§ Working data:

□ □ □ □ □

//! Error type for registry construction and loading.

use std::io;
use std::path::PathBuf;
use thiserror::Error;

/// Startup-time registry failure. Never produced while validating a URL.
#[derive(Debug, Error)]
pub enum RegistryError {
    #[error("cannot read registry file {}", .path.display())]
    Io {
        path: PathBuf,
        #[source]
        source: io::Error,
    },

    #[error("malformed registry data: {0}")]
    Parse(#[from] toml::de::Error),

    #[error("registry list `{list}` is empty")]
    Empty { list: &'static str },

    #[error("registry list `{list}` contains a blank entry")]
    BlankEntry { list: &'static str },
}
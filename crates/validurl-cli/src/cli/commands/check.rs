//! `validurl check <url>...` – validate URLs and report each result.

use anyhow::{bail, Result};
use std::io::Write;
use std::path::PathBuf;
use validurl_core::config::ValidatorConfig;
use validurl_core::HostMode;

use super::load_registry;

/// Flags that override config for a single `check` run.
#[derive(Debug, Clone, Default)]
pub struct CheckOptions {
    pub strict: bool,
    pub message: Option<String>,
    pub registry: Option<PathBuf>,
}

/// Prints `valid` or `invalid: <message>` per URL. Fails if any URL is invalid.
pub fn run_check(
    cfg: &ValidatorConfig,
    opts: &CheckOptions,
    urls: &[String],
    out: &mut impl Write,
) -> Result<()> {
    let registry = load_registry(cfg, opts.registry.as_deref())?;
    let mut validator = cfg.validator(&registry);
    if opts.strict {
        validator = validator.with_mode(HostMode::Strict);
    }
    if let Some(message) = &opts.message {
        validator = validator.with_message(message.clone());
    }

    let mut invalid = 0usize;
    for url in urls {
        match validator.validate(url) {
            Ok(()) => writeln!(out, "{url}: valid")?,
            Err(err) => {
                invalid += 1;
                writeln!(out, "{url}: invalid: {err}")?;
            }
        }
    }

    if invalid > 0 {
        bail!("{invalid} of {} URLs invalid", urls.len());
    }
    Ok(())
}
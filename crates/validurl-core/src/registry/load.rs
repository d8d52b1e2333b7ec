//! Registry loading from TOML (`protocols` and `zones` string arrays).

use serde::Deserialize;
use std::fs;
use std::path::Path;

use super::{Registry, RegistryError};

/// Registry table compiled into the library.
pub const BUILTIN_DOMAINS: &str = include_str!("../../data/domain.toml");

/// On-disk shape of a registry file.
#[derive(Debug, Deserialize)]
struct DomainFile {
    protocols: Vec<String>,
    zones: Vec<String>,
}

impl Registry {
    /// Parses a registry from TOML text. Both keys are required.
    pub fn from_toml_str(data: &str) -> Result<Self, RegistryError> {
        let file: DomainFile = toml::from_str(data)?;
        Self::new(file.protocols, file.zones)
    }

    /// Loads a registry file from disk.
    pub fn load_from(path: &Path) -> Result<Self, RegistryError> {
        let data = fs::read_to_string(path).map_err(|source| RegistryError::Io {
            path: path.to_path_buf(),
            source,
        })?;
        let registry = Self::from_toml_str(&data)?;
        tracing::info!(
            "loaded registry from {} ({} protocols, {} zones)",
            path.display(),
            registry.protocol_count(),
            registry.zone_count()
        );
        Ok(registry)
    }

    /// Loads the built-in registry.
    pub fn load_builtin() -> Result<Self, RegistryError> {
        let registry = Self::from_toml_str(BUILTIN_DOMAINS)?;
        tracing::debug!(
            "loaded built-in registry ({} protocols, {} zones)",
            registry.protocol_count(),
            registry.zone_count()
        );
        Ok(registry)
    }
}
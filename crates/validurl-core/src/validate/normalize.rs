//! Default scheme for candidates typed without one.

use std::borrow::Cow;

/// Prefix added to candidates that lack an HTTP(S) scheme.
pub const DEFAULT_SCHEME_PREFIX: &str = "http://";

const HTTP_PREFIXES: [&str; 2] = ["http://", "https://"];

/// Returns `candidate` unchanged if it starts with `http://` or `https://`
/// (ASCII case-insensitive), otherwise `http://` + `candidate`.
///
/// Only the literal prefix is checked: `ftp://host` becomes
/// `http://ftp://host`, whose host parses as the single label `ftp` and
/// fails the label-count check.
pub fn ensure_scheme(candidate: &str) -> Cow<'_, str> {
    if has_http_prefix(candidate) {
        Cow::Borrowed(candidate)
    } else {
        Cow::Owned(format!("{DEFAULT_SCHEME_PREFIX}{candidate}"))
    }
}

fn has_http_prefix(candidate: &str) -> bool {
    HTTP_PREFIXES.iter().any(|prefix| {
        candidate
            .get(..prefix.len())
            .is_some_and(|head| head.eq_ignore_ascii_case(prefix))
    })
}
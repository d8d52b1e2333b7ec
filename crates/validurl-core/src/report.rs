//! Per-field error collection for form-style callers.
//!
//! The validator itself only returns a `Result`; this is one possible sink,
//! keyed by field name in the order fields were first reported.

use crate::validate::{InvalidUrl, UrlValidator};

/// Messages collected per field.
#[derive(Debug, Clone, Default, PartialEq, Eq)]
pub struct FieldErrors {
    entries: Vec<(String, Vec<String>)>,
}

impl FieldErrors {
    pub fn new() -> Self {
        Self::default()
    }

    /// Appends `message` under `field`.
    pub fn add(&mut self, field: &str, message: impl Into<String>) {
        let message = message.into();
        match self.entries.iter_mut().find(|(name, _)| name == field) {
            Some((_, messages)) => messages.push(message),
            None => self.entries.push((field.to_string(), vec![message])),
        }
    }

    /// Messages for `field`, if any were recorded.
    pub fn get(&self, field: &str) -> Option<&[String]> {
        self.entries
            .iter()
            .find(|(name, _)| name == field)
            .map(|(_, messages)| messages.as_slice())
    }

    pub fn is_empty(&self) -> bool {
        self.entries.is_empty()
    }

    /// Number of fields with at least one message.
    pub fn len(&self) -> usize {
        self.entries.len()
    }

    pub fn iter(&self) -> impl Iterator<Item = (&str, &[String])> {
        self.entries
            .iter()
            .map(|(name, messages)| (name.as_str(), messages.as_slice()))
    }
}

/// Validates `value` and records the failure message under `field`.
///
/// Returns the validation outcome so callers can also branch on it.
pub fn validate_field(
    errors: &mut FieldErrors,
    field: &str,
    value: &str,
    validator: &UrlValidator<'_>,
) -> Result<(), InvalidUrl> {
    let result = validator.validate(value);
    if let Err(err) = &result {
        errors.add(field, err.message());
    }
    result
}
//! CLI parse tests.

use super::{Cli, CliCommand};
use clap::Parser;

pub(super) fn parse(args: &[&str]) -> CliCommand {
    let cli = Cli::try_parse_from(args).unwrap();
    cli.command
}
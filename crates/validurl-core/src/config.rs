use anyhow::{Context, Result};
use serde::{Deserialize, Serialize};
use std::fs;
use std::path::{Path, PathBuf};

use crate::registry::Registry;
use crate::validate::{HostMode, UrlValidator, DEFAULT_MESSAGE};

fn default_message() -> String {
    DEFAULT_MESSAGE.to_string()
}

/// Global configuration loaded from `~/.config/validurl/config.toml`.
#[derive(Debug, Clone, Serialize, Deserialize)]
pub struct ValidatorConfig {
    /// Message attached to rejected URLs.
    #[serde(default = "default_message")]
    pub message: String,
    /// Require ASCII letters, digits, `-` and `.` in hosts (strict mode).
    #[serde(default)]
    pub strict_hosts: bool,
    /// Optional registry file replacing the built-in protocol/zone table.
    #[serde(default, skip_serializing_if = "Option::is_none")]
    pub registry_path: Option<PathBuf>,
}

impl Default for ValidatorConfig {
    fn default() -> Self {
        Self {
            message: default_message(),
            strict_hosts: false,
            registry_path: None,
        }
    }
}

impl ValidatorConfig {
    pub fn host_mode(&self) -> HostMode {
        if self.strict_hosts {
            HostMode::Strict
        } else {
            HostMode::Denylist
        }
    }

    /// Loads the configured registry file, or the built-in table if none is set.
    pub fn registry(&self) -> Result<Registry> {
        match &self.registry_path {
            Some(path) => Registry::load_from(path)
                .with_context(|| format!("load registry from {}", path.display())),
            None => Registry::load_builtin().context("load built-in registry"),
        }
    }

    /// Validator over `registry` using this config's message and host mode.
    pub fn validator<'r>(&self, registry: &'r Registry) -> UrlValidator<'r> {
        UrlValidator::new(registry)
            .with_message(self.message.clone())
            .with_mode(self.host_mode())
    }
}

pub fn config_path() -> Result<PathBuf> {
    let xdg_dirs = xdg::BaseDirectories::with_prefix("validurl")?;
    Ok(xdg_dirs.place_config_file("config.toml")?)
}

/// Load configuration from disk, creating a default file if none exists.
pub fn load_or_init() -> Result<ValidatorConfig> {
    let path = config_path()?;
    if !path.exists() {
        let default_cfg = ValidatorConfig::default();
        let toml = toml::to_string_pretty(&default_cfg)?;
        if let Some(parent) = path.parent() {
            fs::create_dir_all(parent)?;
        }
        fs::write(&path, toml)?;
        tracing::info!("created default config at {}", path.display());
        return Ok(default_cfg);
    }

    load_from(&path)
}

/// Load configuration from a specific file.
pub fn load_from(path: &Path) -> Result<ValidatorConfig> {
    let data = fs::read_to_string(path).with_context(|| format!("read {}", path.display()))?;
    let cfg: ValidatorConfig =
        toml::from_str(&data).with_context(|| format!("parse {}", path.display()))?;
    Ok(cfg)
}
mod config;
mod models;
mod services;
mod sessions;
mod utils;

use axum::{
    Form, Router,
    extract::{Path, State},
    http::StatusCode,
    response::{Html, IntoResponse, Redirect, Response},
    routing::{get, post},
};
use models::{PublishReport, Session};
use serde::Deserialize;
use services::llm::CompletionModel;
use services::outline::OutlineBounds;
use services::publisher::ChapterPublisher;
use services::workflow;
use sessions::{SessionHandle, SessionStore};
use std::sync::Arc;
use tokio::net::TcpListener;
use tower_http::cors::CorsLayer;
use tower_http::trace::TraceLayer;
use tracing_subscriber::{EnvFilter, fmt};
use uuid::Uuid;

#[derive(Clone)]
struct AppState {
    model: Arc<dyn CompletionModel>,
    publisher: Arc<ChapterPublisher>,
    bounds: OutlineBounds,
    sessions: Arc<SessionStore>,
}

impl AppState {
    fn new(
        model: Arc<dyn CompletionModel>,
        publisher: Arc<ChapterPublisher>,
        bounds: OutlineBounds,
        sessions: SessionStore,
    ) -> Self {
        AppState {
            model,
            publisher,
            bounds,
            sessions: Arc::new(sessions),
        }
    }

    async fn session(&self, id: Uuid) -> Result<SessionHandle, AppError> {
        self.sessions
            .get(id)
            .await
            .ok_or(AppError::SessionNotFound)
    }
}

enum AppError {
    SessionNotFound,
}

impl IntoResponse for AppError {
    fn into_response(self) -> Response {
        match self {
            AppError::SessionNotFound => {
                (StatusCode::NOT_FOUND, Html(utils::html::render_not_found())).into_response()
            }
        }
    }
}

#[tokio::main]
async fn main() -> anyhow::Result<()> {
    // Initialize tracing
    fmt()
        .with_env_filter(
            EnvFilter::try_from_default_env().unwrap_or_else(|_| EnvFilter::new("info")),
        )
        .init();

    let config = config::Config::from_env()?;

    let llm_client = Arc::new(services::llm::LLMClient::new(&config.llm)?);
    let github = Arc::new(services::github::GitHubClient::new(&config.github)?);
    tracing::info!(
        repo = github.repo(),
        branch = %config.github.branch,
        model = %config.llm.model,
        max_attempts = config.retry.max_attempts,
        "Configured book generator"
    );
    let publisher = Arc::new(ChapterPublisher::new(github, config.retry));

    let sessions = SessionStore::new(config.session_ttl, config.session_capacity);
    let app_state = AppState::new(llm_client, publisher, config.outline, sessions);

    let listener = TcpListener::bind(&config.bind_addr).await?;
    tracing::info!("Listening on {}", listener.local_addr()?);
    axum::serve(listener, app(app_state)).await?;

    Ok(())
}

fn app(state: AppState) -> Router {
    Router::new()
        .route("/", get(index))
        .route("/session/:id", get(show_session))
        .route("/outline", post(generate_outline))
        .route("/publish", post(publish_chapter))
        .route("/reset", post(reset_session))
        .route("/health", get(health_check))
        .with_state(state)
        .layer(TraceLayer::new_for_http())
        .layer(
            CorsLayer::new()
                .allow_origin(tower_http::cors::Any)
                .allow_methods(tower_http::cors::AllowMethods::any())
                .allow_headers(tower_http::cors::AllowHeaders::any()),
        )
}

async fn index(State(state): State<AppState>) -> Redirect {
    let id = state.sessions.create().await;
    let live = state.sessions.len().await;
    tracing::info!(session = %id, live = live, "New session");
    Redirect::to(&format!("/session/{}", id))
}

async fn show_session(
    State(state): State<AppState>,
    Path(id): Path<Uuid>,
) -> Result<Html<String>, AppError> {
    let handle = state.session(id).await?;
    let session = handle.lock().await;
    Ok(Html(utils::html::render_page(id, &session, None)))
}

async fn health_check() -> &'static str {
    "OK"
}

#[derive(Deserialize)]
struct OutlineForm {
    session: Uuid,
    #[serde(default)]
    title: String,
    #[serde(default)]
    description: String,
}

async fn generate_outline(
    State(state): State<AppState>,
    Form(form): Form<OutlineForm>,
) -> Result<Html<String>, AppError> {
    let handle = state.session(form.session).await?;
    // Held until the step is stored so overlapping requests queue up.
    let mut session = handle.lock().await;

    let next = match workflow::generate(
        session.clone(),
        &form.title,
        &form.description,
        state.model.as_ref(),
        state.bounds,
    )
    .await
    {
        Ok(next) => next,
        Err(e) => with_error(session.clone(), e),
    };
    *session = next;

    Ok(Html(utils::html::render_page(form.session, &session, None)))
}

#[derive(Deserialize)]
struct PublishForm {
    session: Uuid,
    index: usize,
}

async fn publish_chapter(
    State(state): State<AppState>,
    Form(form): Form<PublishForm>,
) -> Result<Html<String>, AppError> {
    let handle = state.session(form.session).await?;
    let mut session = handle.lock().await;

    let (next, report): (Session, Option<PublishReport>) =
        match workflow::publish(session.clone(), form.index, &state.publisher).await {
            Ok((next, report)) => (next, Some(report)),
            Err(e) => (with_error(session.clone(), e), None),
        };
    *session = next;

    Ok(Html(utils::html::render_page(
        form.session,
        &session,
        report.as_ref(),
    )))
}

#[derive(Deserialize)]
struct SessionForm {
    session: Uuid,
}

async fn reset_session(
    State(state): State<AppState>,
    Form(form): Form<SessionForm>,
) -> Result<Redirect, AppError> {
    let handle = state.session(form.session).await?;
    let mut session = handle.lock().await;
    *session = workflow::reset(session.clone());
    Ok(Redirect::to(&format!("/session/{}", form.session)))
}

fn with_error(mut session: Session, error: workflow::WorkflowError) -> Session {
    tracing::warn!(error = %error, "Workflow step refused");
    session.error = Some(error.to_string());
    session
}
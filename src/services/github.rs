use crate::config::GitHubConfig;
use crate::models::RateLimitSnapshot;
use async_trait::async_trait;
use base64::Engine;
use base64::engine::general_purpose::STANDARD;
use reqwest::{StatusCode, Url};
use serde::Deserialize;
use serde_json::json;
use thiserror::Error;

#[derive(Debug, Error)]
pub enum GitHubError {
    #[error("{message} (Status: {status})")]
    Status { status: u16, message: String },
    #[error("GitHub request failed: {0}")]
    Transport(#[from] reqwest::Error),
    #[error("invalid GitHub request: {0}")]
    Encoding(String),
}

impl GitHubError {
    pub fn status(&self) -> Option<u16> {
        match self {
            GitHubError::Status { status, .. } => Some(*status),
            _ => None,
        }
    }

    pub fn is_not_found(&self) -> bool {
        self.status() == Some(StatusCode::NOT_FOUND.as_u16())
    }

    /// A create without `sha` was refused because the path is already taken.
    pub fn is_existing_file(&self) -> bool {
        match self {
            GitHubError::Status { status, message } => {
                *status == StatusCode::UNPROCESSABLE_ENTITY.as_u16() && message.contains("sha")
            }
            _ => false,
        }
    }
}

/// The slice of the repository contents API the publisher needs.
#[async_trait]
pub trait ContentsApi: Send + Sync {
    async fn rate_limit(&self) -> Result<RateLimitSnapshot, GitHubError>;

    /// Succeeds when `path` exists, as a file or a directory.
    async fn get_contents(&self, path: &str) -> Result<(), GitHubError>;

    /// Create a new file. Fails if one already exists at `path`.
    async fn create_file(&self, path: &str, message: &str, content: &str)
    -> Result<(), GitHubError>;
}

pub struct GitHubClient {
    client: reqwest::Client,
    api_url: String,
    token: String,
    repo: String,
    branch: String,
}

#[derive(Deserialize)]
struct RateLimitResponse {
    resources: RateLimitResources,
}

#[derive(Deserialize)]
struct RateLimitResources {
    core: RateLimitSnapshot,
}

#[derive(Deserialize)]
struct ErrorBody {
    message: Option<String>,
}

impl GitHubClient {
    pub fn new(config: &GitHubConfig) -> anyhow::Result<Self> {
        let client = reqwest::Client::builder()
            .user_agent(concat!("bookforge/", env!("CARGO_PKG_VERSION")))
            .build()?;

        Ok(GitHubClient {
            client,
            api_url: config.api_url.trim_end_matches('/').to_string(),
            token: config.token.clone(),
            repo: config.repo.clone(),
            branch: config.branch.clone(),
        })
    }

    pub fn repo(&self) -> &str {
        &self.repo
    }

    /// `{api}/repos/{owner}/{name}/contents/{path}` with every segment escaped.
    fn contents_url(&self, path: &str) -> Result<Url, GitHubError> {
        let mut url = Url::parse(&self.api_url)
            .map_err(|e| GitHubError::Encoding(format!("{}: {}", self.api_url, e)))?;
        url.path_segments_mut()
            .map_err(|_| GitHubError::Encoding(format!("{} cannot be a base URL", self.api_url)))?
            .pop_if_empty()
            .push("repos")
            .extend(self.repo.split('/'))
            .push("contents")
            .extend(path.split('/'));
        Ok(url)
    }

    fn request(&self, method: reqwest::Method, url: Url) -> reqwest::RequestBuilder {
        self.client
            .request(method, url)
            .header("Accept", "application/vnd.github+json")
            .header("X-GitHub-Api-Version", "2022-11-28")
            .header("Authorization", format!("Bearer {}", self.token))
    }
}

/// Turn a non-2xx response into a `Status` error carrying GitHub's message.
async fn check(response: reqwest::Response) -> Result<reqwest::Response, GitHubError> {
    let status = response.status();
    if status.is_success() {
        return Ok(response);
    }
    let body = response.text().await.unwrap_or_default();
    Err(GitHubError::Status {
        status: status.as_u16(),
        message: error_message(&body),
    })
}

fn error_message(body: &str) -> String {
    serde_json::from_str::<ErrorBody>(body)
        .ok()
        .and_then(|b| b.message)
        .unwrap_or_else(|| "Unknown error".to_string())
}

#[async_trait]
impl ContentsApi for GitHubClient {
    async fn rate_limit(&self) -> Result<RateLimitSnapshot, GitHubError> {
        let url = Url::parse(&format!("{}/rate_limit", self.api_url))
            .map_err(|e| GitHubError::Encoding(e.to_string()))?;
        let response = check(self.request(reqwest::Method::GET, url).send().await?).await?;
        let body: RateLimitResponse = response.json().await?;
        tracing::debug!(
            remaining = body.resources.core.remaining,
            limit = body.resources.core.limit,
            "Fetched rate limit"
        );
        Ok(body.resources.core)
    }

    async fn get_contents(&self, path: &str) -> Result<(), GitHubError> {
        let url = self.contents_url(path)?;
        tracing::debug!(repo = %self.repo, path, "Reading contents");
        check(
            self.request(reqwest::Method::GET, url)
                .query(&[("ref", self.branch.as_str())])
                .send()
                .await?,
        )
        .await?;
        Ok(())
    }

    async fn create_file(
        &self,
        path: &str,
        message: &str,
        content: &str,
    ) -> Result<(), GitHubError> {
        let url = self.contents_url(path)?;
        tracing::info!(repo = %self.repo, path, branch = %self.branch, "Creating file");
        check(
            self.request(reqwest::Method::PUT, url)
                .json(&json!({
                    "message": message,
                    "content": STANDARD.encode(content),
                    "branch": self.branch,
                }))
                .send()
                .await?,
        )
        .await?;
        Ok(())
    }
}
use crate::models::slugify;
use crate::services::llm::CompletionModel;
use anyhow::Result;
use serde::{Deserialize, Serialize};
use std::collections::HashMap;
use thiserror::Error;

#[derive(Debug, Clone, Copy, PartialEq, Eq, Serialize, Deserialize)]
pub struct OutlineBounds {
    pub min: usize,
    pub max: usize,
}

impl Default for OutlineBounds {
    fn default() -> Self {
        OutlineBounds { min: 1, max: 50 }
    }
}

#[derive(Debug, Error, PartialEq, Eq)]
pub enum OutlineError {
    #[error("The model returned an empty table of contents.")]
    Empty,
    #[error("The table of contents has {count} chapters; at least {min} are required.")]
    TooFew { count: usize, min: usize },
    #[error("The table of contents has {count} chapters; at most {max} are allowed.")]
    TooMany { count: usize, max: usize },
    #[error("'{first}' and '{second}' would both be saved as '{slug}.md'.")]
    Duplicate {
        first: String,
        second: String,
        slug: String,
    },
}

pub fn build_prompt(title: &str, description: &str) -> String {
    format!(
        "Generate a table of contents for a book titled '{}' with description '{}'.",
        title, description
    )
}

/// Ask the model for a table of contents and split it into chapter titles.
///
/// Transport and API failures are returned to the caller as-is; nothing here
/// retries.
pub async fn generate_outline(
    model: &dyn CompletionModel,
    title: &str,
    description: &str,
) -> Result<Vec<String>> {
    let prompt = build_prompt(title, description);
    let response = model.complete(&prompt).await?;
    let chapters = split_outline(&response);
    tracing::info!(chapters = chapters.len(), "Outline generated");
    Ok(chapters)
}

pub fn split_outline(text: &str) -> Vec<String> {
    text.lines()
        .map(str::trim)
        .filter(|line| !line.is_empty())
        .map(str::to_string)
        .collect()
}

/// Reject outlines that should never be offered for publishing.
pub fn validate_outline(chapters: &[String], bounds: OutlineBounds) -> Result<(), OutlineError> {
    let count = chapters.len();
    if count == 0 {
        return Err(OutlineError::Empty);
    }
    if count < bounds.min {
        return Err(OutlineError::TooFew {
            count,
            min: bounds.min,
        });
    }
    if count > bounds.max {
        return Err(OutlineError::TooMany {
            count,
            max: bounds.max,
        });
    }

    // Titles collide when their slugs do, since the slug is the remote path.
    let mut seen: HashMap<String, &str> = HashMap::new();
    for chapter in chapters {
        let slug = slugify(chapter);
        if let Some(first) = seen.get(&slug) {
            return Err(OutlineError::Duplicate {
                first: first.to_string(),
                second: chapter.clone(),
                slug,
            });
        }
        seen.insert(slug, chapter.as_str());
    }

    Ok(())
}
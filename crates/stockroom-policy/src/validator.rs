//! Access validator that composes session and role checks.
//!
//! Validation runs in this order:
//!
//! 1. **Session check** - an authenticated principal is required
//! 2. **Role check** - the principal's role must grant the operation

use crate::error::PolicyError;
use crate::request::AccessRequest;
use crate::role::RolePermissions;

/// Validates access requests against the role permission table.
#[derive(Debug, Default, Clone, Copy)]
pub struct AccessValidator;

impl AccessValidator {
    pub fn new() -> Self {
        Self
    }

    /// Validate an access request.
    ///
    /// Returns `Ok(())` if the request may proceed.
    pub fn validate(&self, request: &AccessRequest) -> Result<(), PolicyError> {
        let Some(role) = request.role else {
            tracing::warn!(operation = %request.operation, "Rejected request without a session");
            return Err(PolicyError::not_authenticated(request.operation));
        };

        if let Err(err) = RolePermissions::for_role(role).check(request.operation) {
            tracing::warn!(
                operation = %request.operation,
                principal = request.principal.unwrap_or("unknown"),
                role = %role,
                "Permission denied"
            );
            return Err(err);
        }

        tracing::debug!(
            operation = %request.operation,
            principal = request.principal.unwrap_or("unknown"),
            "Access granted"
        );
        Ok(())
    }
}
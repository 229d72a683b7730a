//! # stockroom-cli
//!
//! Interactive front end for [`stockroom_inventory::InventorySystem`].
//!
//! - [`input`]: parsing of prompt input into typed values
//! - [`menu`]: menu states and the numbered command menus of each role
//! - [`controller`]: the [`MenuController`] state machine
//! - [`settings`]: configuration loading for the binary

pub mod controller;
pub mod input;
pub mod menu;
pub mod settings;

pub use controller::MenuController;
pub use input::InputError;
pub use menu::{MenuCommand, MenuState};
//! Audit log implementation.
//!
//! Provides the main `AuditLog` type, an append-only record of worker stock
//! adjustments backed by an [`AuditStorage`].

use chrono::{DateTime, Utc};
use stockroom_core::AuditConfig;

use crate::error::AuditError;
use crate::event::StockAdjustment;
use crate::storage::{AuditStorage, MemoryStorage, create_storage};

/// The append-only stock adjustment log.
pub struct AuditLog {
    storage: Box<dyn AuditStorage>,
}

impl AuditLog {
    /// Create a log with the storage selected by configuration.
    pub fn new(config: &AuditConfig) -> Self {
        Self {
            storage: create_storage(config),
        }
    }

    /// Create a log with a custom storage backend.
    pub fn with_storage(storage: Box<dyn AuditStorage>) -> Self {
        Self { storage }
    }

    /// Create a memory-only log.
    pub fn in_memory() -> Self {
        Self::with_storage(Box::new(MemoryStorage::new()))
    }

    /// Append an event.
    pub fn record(&mut self, event: StockAdjustment) -> Result<(), AuditError> {
        tracing::debug!(
            event_id = %event.event_id,
            worker = %event.worker,
            product_id = %event.product_id,
            quantity = event.quantity,
            "Audit event"
        );

        self.storage.store(event)
    }

    /// Record an adjustment and return the stored event.
    pub fn record_adjustment(
        &mut self,
        worker: &str,
        product_id: &str,
        product_name: &str,
        quantity: i64,
    ) -> Result<StockAdjustment, AuditError> {
        let event = StockAdjustment::new(worker, product_id, product_name, quantity);
        self.record(event.clone())?;
        Ok(event)
    }

    /// Every event, in append order.
    pub fn all(&self) -> Result<Vec<StockAdjustment>, AuditError> {
        self.storage.query(&AuditFilter::default())
    }

    /// Query audit events with filters.
    pub fn query(&self, filter: &AuditFilter) -> Result<Vec<StockAdjustment>, AuditError> {
        self.storage.query(filter)
    }

    /// Count audit events matching a filter (ignores limit).
    pub fn count(&self, filter: &AuditFilter) -> Result<usize, AuditError> {
        self.storage.count(filter)
    }

    /// Number of recorded events.
    pub fn len(&self) -> Result<usize, AuditError> {
        self.count(&AuditFilter::default())
    }

    pub fn is_empty(&self) -> Result<bool, AuditError> {
        Ok(self.len()? == 0)
    }

    /// Events recorded by one worker.
    pub fn for_worker(&self, worker: &str) -> Result<Vec<StockAdjustment>, AuditError> {
        self.query(&AuditFilter {
            worker: Some(worker.to_string()),
            ..Default::default()
        })
    }
}

impl Default for AuditLog {
    fn default() -> Self {
        Self::in_memory()
    }
}

/// Filter for querying audit events.
#[derive(Debug, Clone, Default)]
pub struct AuditFilter {
    /// Filter by worker username.
    pub worker: Option<String>,
    /// Filter by product ID.
    pub product_id: Option<String>,
    /// Filter by start time (inclusive).
    pub start_time: Option<DateTime<Utc>>,
    /// Filter by end time (inclusive).
    pub end_time: Option<DateTime<Utc>>,
    /// Maximum number of results.
    pub limit: Option<usize>,
}

impl AuditFilter {
    /// Check whether an event passes every set criterion. `limit` is not
    /// considered here.
    pub fn matches(&self, event: &StockAdjustment) -> bool {
        if let Some(ref worker) = self.worker
            && &event.worker != worker
        {
            return false;
        }
        if let Some(ref product_id) = self.product_id
            && &event.product_id != product_id
        {
            return false;
        }
        if let Some(start) = self.start_time
            && event.occurred_at < start
        {
            return false;
        }
        if let Some(end) = self.end_time
            && event.occurred_at > end
        {
            return false;
        }
        true
    }
}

□ □ □ □ □

§ Exercise objective: Find where the line with "let result = validator.validate(value);" sits in the material above, then copy exactly from it through the line with "UrlValidator::new(registry)". Add no other line.

§ Response box:
    let result = validator.validate(value);
    if let Err(err) = &result {
        errors.add(field, err.message());
    }
    result
}
//! CLI parse tests.

use super::{Cli, CliCommand};
use clap::Parser;

pub(super) fn parse(args: &[&str]) -> CliCommand {
    let cli = Cli::try_parse_from(args).unwrap();
    cli.command
}
filename crates/validurl-core/src/config.rs
use anyhow::{Context, Result};
use serde::{Deserialize, Serialize};
use std::fs;
use std::path::{Path, PathBuf};

use crate::registry::Registry;
use crate::validate::{HostMode, UrlValidator, DEFAULT_MESSAGE};

fn default_message() -> String {
    DEFAULT_MESSAGE.to_string()
}

/// Global configuration loaded from `~/.config/validurl/config.toml`.
#[derive(Debug, Clone, Serialize, Deserialize)]
pub struct ValidatorConfig {
    /// Message attached to rejected URLs.
    #[serde(default = "default_message")]
    pub message: String,
    /// Require ASCII letters, digits, `-` and `.` in hosts (strict mode).
    #[serde(default)]
    pub strict_hosts: bool,
    /// Optional registry file replacing the built-in protocol/zone table.
    #[serde(default, skip_serializing_if = "Option::is_none")]
    pub registry_path: Option<PathBuf>,
}

impl Default for ValidatorConfig {
    fn default() -> Self {
        Self {
            message: default_message(),
            strict_hosts: false,
            registry_path: None,
        }
    }
}

impl ValidatorConfig {
    pub fn host_mode(&self) -> HostMode {
        if self.strict_hosts {
            HostMode::Strict
        } else {
            HostMode::Denylist
        }
    }

    /// Loads the configured registry file, or the built-in table if none is set.
    pub fn registry(&self) -> Result<Registry> {
        match &self.registry_path {
            Some(path) => Registry::load_from(path)
                .with_context(|| format!("load registry from {}", path.display())),
            None => Registry::load_builtin().context("load built-in registry"),
        }
    }

    /// Validator over `registry` using this config's message and host mode.
    pub fn validator<'r>(&self, registry: &'r Registry) -> UrlValidator<'r> {
        UrlValidator::new(registry)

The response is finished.